## Required action:
Answer with one number only: how many lines in this material contain the word "plain"?

⟨

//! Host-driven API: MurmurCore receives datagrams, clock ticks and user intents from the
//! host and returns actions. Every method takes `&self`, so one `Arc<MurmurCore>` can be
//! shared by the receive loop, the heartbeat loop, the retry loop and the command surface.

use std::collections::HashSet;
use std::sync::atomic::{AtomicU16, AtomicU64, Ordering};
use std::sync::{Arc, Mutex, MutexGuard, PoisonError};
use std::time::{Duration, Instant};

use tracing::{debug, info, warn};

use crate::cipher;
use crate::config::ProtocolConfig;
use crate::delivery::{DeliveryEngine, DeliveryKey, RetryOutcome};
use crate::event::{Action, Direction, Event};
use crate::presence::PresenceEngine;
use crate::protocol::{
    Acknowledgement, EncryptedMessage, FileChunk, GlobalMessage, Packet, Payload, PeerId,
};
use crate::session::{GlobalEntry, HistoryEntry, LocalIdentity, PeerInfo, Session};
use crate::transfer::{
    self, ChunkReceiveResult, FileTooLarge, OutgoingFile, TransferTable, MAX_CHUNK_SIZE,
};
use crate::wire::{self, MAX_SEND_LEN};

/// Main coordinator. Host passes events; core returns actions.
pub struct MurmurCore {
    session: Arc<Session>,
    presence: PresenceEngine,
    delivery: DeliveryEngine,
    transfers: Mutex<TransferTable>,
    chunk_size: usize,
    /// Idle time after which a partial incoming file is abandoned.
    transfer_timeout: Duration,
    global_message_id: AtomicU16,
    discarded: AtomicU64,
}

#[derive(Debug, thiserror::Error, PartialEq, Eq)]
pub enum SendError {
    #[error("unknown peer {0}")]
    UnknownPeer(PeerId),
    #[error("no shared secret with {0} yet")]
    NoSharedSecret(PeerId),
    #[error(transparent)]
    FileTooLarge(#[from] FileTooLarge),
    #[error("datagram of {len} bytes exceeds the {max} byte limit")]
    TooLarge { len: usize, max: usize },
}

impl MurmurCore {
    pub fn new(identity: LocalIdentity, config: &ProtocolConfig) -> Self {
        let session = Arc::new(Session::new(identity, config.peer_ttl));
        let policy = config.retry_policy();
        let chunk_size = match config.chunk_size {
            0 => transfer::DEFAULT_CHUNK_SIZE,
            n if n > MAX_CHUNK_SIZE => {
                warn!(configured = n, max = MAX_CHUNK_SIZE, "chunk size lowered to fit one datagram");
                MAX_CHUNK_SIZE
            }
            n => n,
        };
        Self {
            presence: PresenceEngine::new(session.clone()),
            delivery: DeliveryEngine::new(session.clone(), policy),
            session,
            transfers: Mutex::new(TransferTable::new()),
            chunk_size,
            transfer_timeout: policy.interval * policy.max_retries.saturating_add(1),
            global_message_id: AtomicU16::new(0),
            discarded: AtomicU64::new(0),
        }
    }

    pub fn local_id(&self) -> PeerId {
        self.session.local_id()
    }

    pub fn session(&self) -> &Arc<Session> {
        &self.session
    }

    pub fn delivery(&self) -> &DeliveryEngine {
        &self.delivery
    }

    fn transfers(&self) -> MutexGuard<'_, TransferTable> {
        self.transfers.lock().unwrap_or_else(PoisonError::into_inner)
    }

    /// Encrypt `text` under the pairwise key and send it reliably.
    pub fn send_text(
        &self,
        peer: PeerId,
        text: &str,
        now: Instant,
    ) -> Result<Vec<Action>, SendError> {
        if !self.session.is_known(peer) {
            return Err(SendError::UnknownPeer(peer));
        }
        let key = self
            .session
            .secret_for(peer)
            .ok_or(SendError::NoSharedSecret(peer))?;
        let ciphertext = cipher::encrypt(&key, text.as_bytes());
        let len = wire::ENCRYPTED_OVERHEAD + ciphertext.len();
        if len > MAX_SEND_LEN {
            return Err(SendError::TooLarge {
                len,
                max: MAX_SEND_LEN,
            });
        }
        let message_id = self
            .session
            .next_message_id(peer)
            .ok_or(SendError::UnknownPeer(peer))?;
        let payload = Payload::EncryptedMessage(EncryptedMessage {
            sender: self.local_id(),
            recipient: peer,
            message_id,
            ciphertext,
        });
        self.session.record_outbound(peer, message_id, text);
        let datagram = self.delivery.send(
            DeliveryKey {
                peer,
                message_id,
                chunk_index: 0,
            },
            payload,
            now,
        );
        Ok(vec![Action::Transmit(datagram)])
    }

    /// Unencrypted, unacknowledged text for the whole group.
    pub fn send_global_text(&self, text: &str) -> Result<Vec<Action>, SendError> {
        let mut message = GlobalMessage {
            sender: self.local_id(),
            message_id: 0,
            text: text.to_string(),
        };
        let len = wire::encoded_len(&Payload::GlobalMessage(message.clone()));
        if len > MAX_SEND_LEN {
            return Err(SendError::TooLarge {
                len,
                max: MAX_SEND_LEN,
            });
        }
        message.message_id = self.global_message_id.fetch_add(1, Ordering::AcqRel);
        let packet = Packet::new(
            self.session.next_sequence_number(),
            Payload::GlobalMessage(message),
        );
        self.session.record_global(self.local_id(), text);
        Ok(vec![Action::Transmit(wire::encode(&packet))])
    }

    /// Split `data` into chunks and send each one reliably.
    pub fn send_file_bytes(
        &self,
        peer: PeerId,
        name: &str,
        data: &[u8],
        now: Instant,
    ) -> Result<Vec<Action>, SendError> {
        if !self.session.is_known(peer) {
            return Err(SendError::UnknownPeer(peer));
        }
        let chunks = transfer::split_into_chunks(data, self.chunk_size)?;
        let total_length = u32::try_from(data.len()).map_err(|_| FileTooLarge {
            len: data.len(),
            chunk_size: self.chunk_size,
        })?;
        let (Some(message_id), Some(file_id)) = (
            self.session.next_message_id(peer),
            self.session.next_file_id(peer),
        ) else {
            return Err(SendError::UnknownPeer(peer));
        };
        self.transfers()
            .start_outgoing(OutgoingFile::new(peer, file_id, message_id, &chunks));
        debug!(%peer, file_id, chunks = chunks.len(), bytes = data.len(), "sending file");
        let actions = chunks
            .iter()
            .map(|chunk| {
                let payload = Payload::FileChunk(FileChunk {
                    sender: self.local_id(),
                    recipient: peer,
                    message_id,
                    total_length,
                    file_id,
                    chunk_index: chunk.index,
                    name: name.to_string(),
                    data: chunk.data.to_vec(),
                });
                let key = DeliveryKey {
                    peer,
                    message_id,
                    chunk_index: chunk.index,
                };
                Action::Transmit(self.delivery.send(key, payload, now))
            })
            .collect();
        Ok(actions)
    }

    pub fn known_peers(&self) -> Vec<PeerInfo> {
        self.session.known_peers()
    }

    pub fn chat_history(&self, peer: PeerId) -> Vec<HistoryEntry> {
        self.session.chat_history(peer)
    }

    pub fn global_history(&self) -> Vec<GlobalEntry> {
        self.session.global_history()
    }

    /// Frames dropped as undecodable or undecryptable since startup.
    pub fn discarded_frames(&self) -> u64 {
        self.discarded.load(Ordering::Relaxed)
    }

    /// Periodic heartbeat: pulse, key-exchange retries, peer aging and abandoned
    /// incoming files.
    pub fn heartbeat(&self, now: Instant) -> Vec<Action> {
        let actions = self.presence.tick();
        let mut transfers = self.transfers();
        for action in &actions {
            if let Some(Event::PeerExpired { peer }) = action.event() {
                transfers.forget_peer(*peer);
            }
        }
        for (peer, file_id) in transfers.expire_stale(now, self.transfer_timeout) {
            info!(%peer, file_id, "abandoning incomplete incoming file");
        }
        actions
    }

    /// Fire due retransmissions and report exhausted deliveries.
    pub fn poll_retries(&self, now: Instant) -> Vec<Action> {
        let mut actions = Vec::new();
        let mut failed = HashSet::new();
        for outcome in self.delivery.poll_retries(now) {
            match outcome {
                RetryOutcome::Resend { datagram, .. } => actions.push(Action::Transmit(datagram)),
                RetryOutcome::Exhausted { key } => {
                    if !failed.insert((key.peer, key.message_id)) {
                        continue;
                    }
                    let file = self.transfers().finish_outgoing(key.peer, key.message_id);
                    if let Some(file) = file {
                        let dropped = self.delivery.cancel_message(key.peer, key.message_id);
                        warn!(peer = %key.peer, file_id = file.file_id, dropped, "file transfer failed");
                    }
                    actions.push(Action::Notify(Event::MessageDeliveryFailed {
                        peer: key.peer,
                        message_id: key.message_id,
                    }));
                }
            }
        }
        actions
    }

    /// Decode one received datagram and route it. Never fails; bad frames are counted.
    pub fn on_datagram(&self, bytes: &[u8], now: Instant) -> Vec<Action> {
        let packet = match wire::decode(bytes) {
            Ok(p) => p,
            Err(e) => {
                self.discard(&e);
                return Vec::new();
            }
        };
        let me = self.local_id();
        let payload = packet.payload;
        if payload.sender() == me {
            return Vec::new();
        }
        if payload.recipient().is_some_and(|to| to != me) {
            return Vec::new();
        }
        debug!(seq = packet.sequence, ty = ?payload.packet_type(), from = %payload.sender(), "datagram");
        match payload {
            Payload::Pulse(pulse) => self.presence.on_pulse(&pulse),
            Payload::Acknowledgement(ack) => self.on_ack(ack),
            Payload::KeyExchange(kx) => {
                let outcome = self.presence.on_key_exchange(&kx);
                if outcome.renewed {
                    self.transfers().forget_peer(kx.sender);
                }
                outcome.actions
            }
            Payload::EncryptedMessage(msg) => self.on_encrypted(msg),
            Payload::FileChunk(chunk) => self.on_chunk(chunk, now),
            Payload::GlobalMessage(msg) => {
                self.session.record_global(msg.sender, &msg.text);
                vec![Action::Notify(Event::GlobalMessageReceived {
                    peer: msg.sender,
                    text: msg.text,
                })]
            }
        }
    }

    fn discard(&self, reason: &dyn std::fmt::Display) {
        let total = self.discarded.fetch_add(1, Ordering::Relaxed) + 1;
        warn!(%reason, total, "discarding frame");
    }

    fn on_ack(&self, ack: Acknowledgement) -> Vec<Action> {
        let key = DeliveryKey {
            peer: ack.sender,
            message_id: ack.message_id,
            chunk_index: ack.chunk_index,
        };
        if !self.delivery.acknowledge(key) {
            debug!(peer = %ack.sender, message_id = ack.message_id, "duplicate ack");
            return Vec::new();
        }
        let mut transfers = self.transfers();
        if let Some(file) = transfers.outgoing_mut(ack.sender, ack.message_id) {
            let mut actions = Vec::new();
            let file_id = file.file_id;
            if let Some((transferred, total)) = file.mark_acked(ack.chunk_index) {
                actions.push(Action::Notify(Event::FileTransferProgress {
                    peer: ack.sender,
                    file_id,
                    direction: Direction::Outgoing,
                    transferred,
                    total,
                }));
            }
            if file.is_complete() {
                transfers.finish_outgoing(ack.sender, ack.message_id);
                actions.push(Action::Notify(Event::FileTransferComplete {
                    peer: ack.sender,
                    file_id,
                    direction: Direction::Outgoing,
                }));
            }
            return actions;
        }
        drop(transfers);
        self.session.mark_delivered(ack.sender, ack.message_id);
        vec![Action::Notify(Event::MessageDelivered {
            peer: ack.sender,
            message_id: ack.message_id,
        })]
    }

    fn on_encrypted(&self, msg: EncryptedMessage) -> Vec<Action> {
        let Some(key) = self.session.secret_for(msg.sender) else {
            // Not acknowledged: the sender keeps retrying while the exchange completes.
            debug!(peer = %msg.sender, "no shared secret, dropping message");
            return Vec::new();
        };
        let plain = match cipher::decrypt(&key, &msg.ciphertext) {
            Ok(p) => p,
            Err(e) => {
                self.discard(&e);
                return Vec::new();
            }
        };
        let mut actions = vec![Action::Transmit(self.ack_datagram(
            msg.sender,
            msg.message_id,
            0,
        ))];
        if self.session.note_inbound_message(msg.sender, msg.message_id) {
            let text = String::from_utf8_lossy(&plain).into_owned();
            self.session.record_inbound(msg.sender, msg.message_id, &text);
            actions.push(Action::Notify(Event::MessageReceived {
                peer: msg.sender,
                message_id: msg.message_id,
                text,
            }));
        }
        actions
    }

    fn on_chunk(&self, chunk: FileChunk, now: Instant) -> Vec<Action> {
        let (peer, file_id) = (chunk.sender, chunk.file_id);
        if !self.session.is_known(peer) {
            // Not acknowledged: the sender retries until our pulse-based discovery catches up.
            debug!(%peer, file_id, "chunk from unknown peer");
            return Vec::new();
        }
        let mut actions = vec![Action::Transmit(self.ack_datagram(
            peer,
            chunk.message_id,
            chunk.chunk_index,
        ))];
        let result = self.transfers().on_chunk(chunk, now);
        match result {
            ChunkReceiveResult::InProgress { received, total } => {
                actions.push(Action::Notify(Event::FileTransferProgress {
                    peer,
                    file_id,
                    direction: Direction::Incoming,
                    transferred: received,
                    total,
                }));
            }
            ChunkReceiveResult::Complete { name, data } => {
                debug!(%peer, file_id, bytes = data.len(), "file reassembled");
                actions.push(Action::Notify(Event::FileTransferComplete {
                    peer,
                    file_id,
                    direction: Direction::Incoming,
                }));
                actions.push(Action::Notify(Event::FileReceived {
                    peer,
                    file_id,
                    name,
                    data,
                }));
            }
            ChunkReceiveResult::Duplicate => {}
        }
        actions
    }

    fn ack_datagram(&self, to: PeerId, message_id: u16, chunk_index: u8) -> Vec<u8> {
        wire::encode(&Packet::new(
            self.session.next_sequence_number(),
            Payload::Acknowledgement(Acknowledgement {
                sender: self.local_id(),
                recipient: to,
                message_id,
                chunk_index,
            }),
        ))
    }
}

⟩

## Task result:
2